Heroin is made from morphine. Morphine is a strong drug that is found in the seedpods of opium poppy plants. These plants are grown around the world. Legal pain medicines that contain morphine are called opioids. There is no legal medical use for heroin.
Street names for heroin include "junk", "smack", dope, brown sugar, white horse, China white, and "skag".
People use heroin to get high. But if they overdose on it, they get extremely sleepy or may become unconsciousness and stop breathing.
Below are symptoms of a heroin overdose in different parts of the body.
AIRWAYS AND LUNGS
- No breathing
- Shallow breathing
- Slow and difficult breathing
EYES, EARS, NOSE AND THROAT
- Dry mouth
- Extremely small pupils, sometimes as small as the head of a pin (pinpoint pupils)
- Discolored tongue
HEART AND BLOOD
- Low blood pressure
- Weak pulse
STOMACH AND INNTESTINES
Seek medical help right away. Do NOT make the person throw up unless poison control or a health care provider tells you to do so.

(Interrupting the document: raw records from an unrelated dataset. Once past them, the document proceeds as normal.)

use serde::{Deserialize, Serialize};

// ---------------------------------------------------------------------------
// Constants
// ---------------------------------------------------------------------------

/// REST namespace appended to the page host when no base URL is configured.
pub const DEFAULT_API_PATH: &str = "/wp-json/wp/v2";

/// Collection queried when the caller does not name any.
pub const DEFAULT_CONTENT_TYPE: &str = "posts";

/// Maximum number of entries rendered per query by default.
pub const DEFAULT_MAX_RESULTS: usize = 6;

// ---------------------------------------------------------------------------
// Search configuration — defaults merged with caller overrides
// ---------------------------------------------------------------------------

/// Resolved widget configuration. Immutable once the widget is built.
#[derive(Debug, Clone, PartialEq, Eq, Serialize)]
pub struct SearchConfig {
    /// API root, e.g. `https://example.com/wp-json/wp/v2`.
    pub base_url: String,
    /// Collections queried for every input, in render order.
    pub content_types: Vec<String>,
    /// Cap on rendered entries after client-side filtering.
    pub max_results: usize,
    /// Escape titles and links instead of inserting them as trusted markup.
    pub escape_titles: bool,
}

impl SearchConfig {
    /// Defaults for a page served from `host`.
    pub fn for_host(host: &str) -> Self {
        Self {
            base_url: format!("https://{host}{DEFAULT_API_PATH}"),
            content_types: vec![DEFAULT_CONTENT_TYPE.to_string()],
            max_results: DEFAULT_MAX_RESULTS,
            escape_titles: false,
        }
    }

    /// Defaults for `host` with `overrides` applied on top. Caller values win per key.
    pub fn resolve(host: &str, overrides: &SearchOverrides) -> Self {
        let mut config = Self::for_host(host);
        if let Some(url) = &overrides.base_url {
            config.base_url = url.clone();
        }
        if let Some(types) = &overrides.content_types {
            config.content_types = types.clone();
        }
        if let Some(max) = overrides.max_results {
            config.max_results = max;
        }
        if let Some(escape) = overrides.escape_titles {
            config.escape_titles = escape;
        }
        config
    }
}

/// Partial configuration supplied by the caller. `None` keeps the default.
#[derive(Debug, Clone, Default, PartialEq, Eq, Deserialize)]
pub struct SearchOverrides {
    pub base_url: Option<String>,
    pub content_types: Option<Vec<String>>,
    pub max_results: Option<usize>,
    pub escape_titles: Option<bool>,
}

impl SearchOverrides {
    /// Layer `other` on top of `self`; keys set in `other` win.
    pub fn merge(mut self, other: SearchOverrides) -> Self {
        if other.base_url.is_some() {
            self.base_url = other.base_url;
        }
        if other.content_types.is_some() {
            self.content_types = other.content_types;
        }
        if other.max_results.is_some() {
            self.max_results = other.max_results;
        }
        if other.escape_titles.is_some() {
            self.escape_titles = other.escape_titles;
        }
        self
    }
}

// ---------------------------------------------------------------------------
// Remote entities
// ---------------------------------------------------------------------------

/// Rendered text field of a REST entity (`{ "rendered": "..." }`).
#[derive(Debug, Clone, PartialEq, Eq, Serialize, Deserialize)]
pub struct RenderedText {
    pub rendered: String,
}

/// A single search hit returned by a collection endpoint. Read-only.
#[derive(Debug, Clone, PartialEq, Eq, Serialize, Deserialize)]
pub struct ContentItem {
    pub link: String,
    pub title: RenderedText,
}

impl ContentItem {
    pub fn new(link: impl Into<String>, title_html: impl Into<String>) -> Self {
        Self {
            link: link.into(),
            title: RenderedText { rendered: title_html.into() },
        }
    }

    /// Title as markup, exactly as the API rendered it.
    pub fn title_html(&self) -> &str {
        &self.title.rendered
    }
}

// ---------------------------------------------------------------------------
// Results container content
// ---------------------------------------------------------------------------

/// Status line shown in place of a result list.
#[derive(Debug, Clone, Copy, PartialEq, Eq, Serialize)]
#[serde(rename_all = "snake_case")]
pub enum StatusMessage {
    Searching,
    Error,
    NoResults,
}

impl StatusMessage {
    pub fn text(self) -> &'static str {
        match self {
            StatusMessage::Searching => "Searching...",
            StatusMessage::Error => "Search error!",
            StatusMessage::NoResults => "No results found.",
        }
    }
}

/// One rendered link. `title_html` already carries the highlight markers.
#[derive(Debug, Clone, PartialEq, Eq, Serialize)]
pub struct ResultEntry {
    pub link: String,
    pub title_html: String,
}

/// Everything the results container can display. Each value replaces the last.
#[derive(Debug, Clone, Default, PartialEq, Eq, Serialize)]
#[serde(tag = "kind", rename_all = "snake_case")]
pub enum ResultsContent {
    #[default]
    Cleared,
    Message { message: StatusMessage },
    Entries { entries: Vec<ResultEntry> },
}

impl ResultsContent {
    pub fn message(message: StatusMessage) -> Self {
        ResultsContent::Message { message }
    }

    /// Inner HTML for the results container.
    pub fn to_html(&self) -> String {
        match self {
            ResultsContent::Cleared => String::new(),
            ResultsContent::Message { message } => {
                format!("<div class=\"wp-search-empty\">{}</div>", message.text())
            }
            ResultsContent::Entries { entries } => entries
                .iter()
                .map(|e| {
                    format!(
                        "<div class=\"wp-search-item\"><a target=\"_blank\" href=\"{}\">{}</a></div>",
                        e.link, e.title_html
                    )
                })
                .collect(),
        }
    }
}

// ---------------------------------------------------------------------------
// Widget state
// ---------------------------------------------------------------------------

/// Where the current query cycle stands.
#[derive(Debug, Clone, Copy, Default, PartialEq, Eq, Serialize)]
#[serde(rename_all = "snake_case")]
pub enum Phase {
    #[default]
    Idle,
    Searching,
    Rendered,
    Errored,
    Cleared,
}

/// Explicit widget state, kept in sync with what the view shows.
#[derive(Debug, Clone, Default, PartialEq, Eq, Serialize)]
pub struct WidgetState {
    pub open: bool,
    pub query: String,
    pub phase: Phase,
    pub rendered_count: usize,
}

/// Where a page click landed, relative to the widget.
#[derive(Debug, Clone, Copy, PartialEq, Eq)]
pub enum ClickTarget {
    Toggle,
    Panel,
    Outside,
}

impl ClickTarget {
    /// Classify a click from whether its target sits inside the toggle
    /// button and inside the results panel. The toggle wins over the panel.
    pub fn classify(on_toggle: bool, in_panel: bool) -> Self {
        if on_toggle {
            Self::Toggle
        } else if in_panel {
            Self::Panel
        } else {
            Self::Outside
        }
    }
}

In 2014, the U.S. Food and Drug Administration (FDA) approved the use of a medicine called naloxone (brand name Narcan) to reverse the effects of a heroin overdose. This type of medicine is called an antidote. Naloxone is injected under the skin or into a muscle, using an automatic injector. It can be used by emergency medical responders, police, family members, caregivers, and others. It can save lives until medical care is available.
Before Calling Emergency
Have this information ready:
- The person's age, weight, and condition
- How much heroin they took, if known
- When they took it
Your local poison center can be reached directly by calling the national, toll-free Poison Help hotline (1-800-222-1222) from anywhere in the United States. This national hotline number will let you talk to experts in poisoning. They will give you further instructions.
This is a free and confidential service. All local poison control centers in the United States use this national number. You should call if you have any questions about poisoning or poison prevention. It does NOT need to be an emergency. You can call for any reason, 24 hours a day, 7 days a week.
What to Expect at the Emergency Room
The provider will measure and monitor the person's vital signs, including temperature, pulse, breathing rate, and blood pressure. Symptoms will be treated. The person may receive:
- Blood and urine tests.
- Breathing support, including oxygen tube through the mouth into the throat, and breathing machine.
- Chest x-ray.
- CT scan (advanced imaging) of the brain if head injury is suspected.
- ECG (electrocardiogram, or heart tracing).
- Intravenous fluids (through a vein).
- Medicines to treat symptoms, such as naloxone (see "Home Care" section above), to counteract the effects of the heroin.
- Multiple doses or continuous administration of naxolone. This may be needed because naxolone's effects is short-lived and the depressive effects of the heroin is long-lasting.
If an antidote can be given, recovery from an acute overdose occurs within 24 to 48 hours. Heroin is often mixed with substances called adulterants. These can cause other symptoms and organ damage. A hospital stay may be necessary.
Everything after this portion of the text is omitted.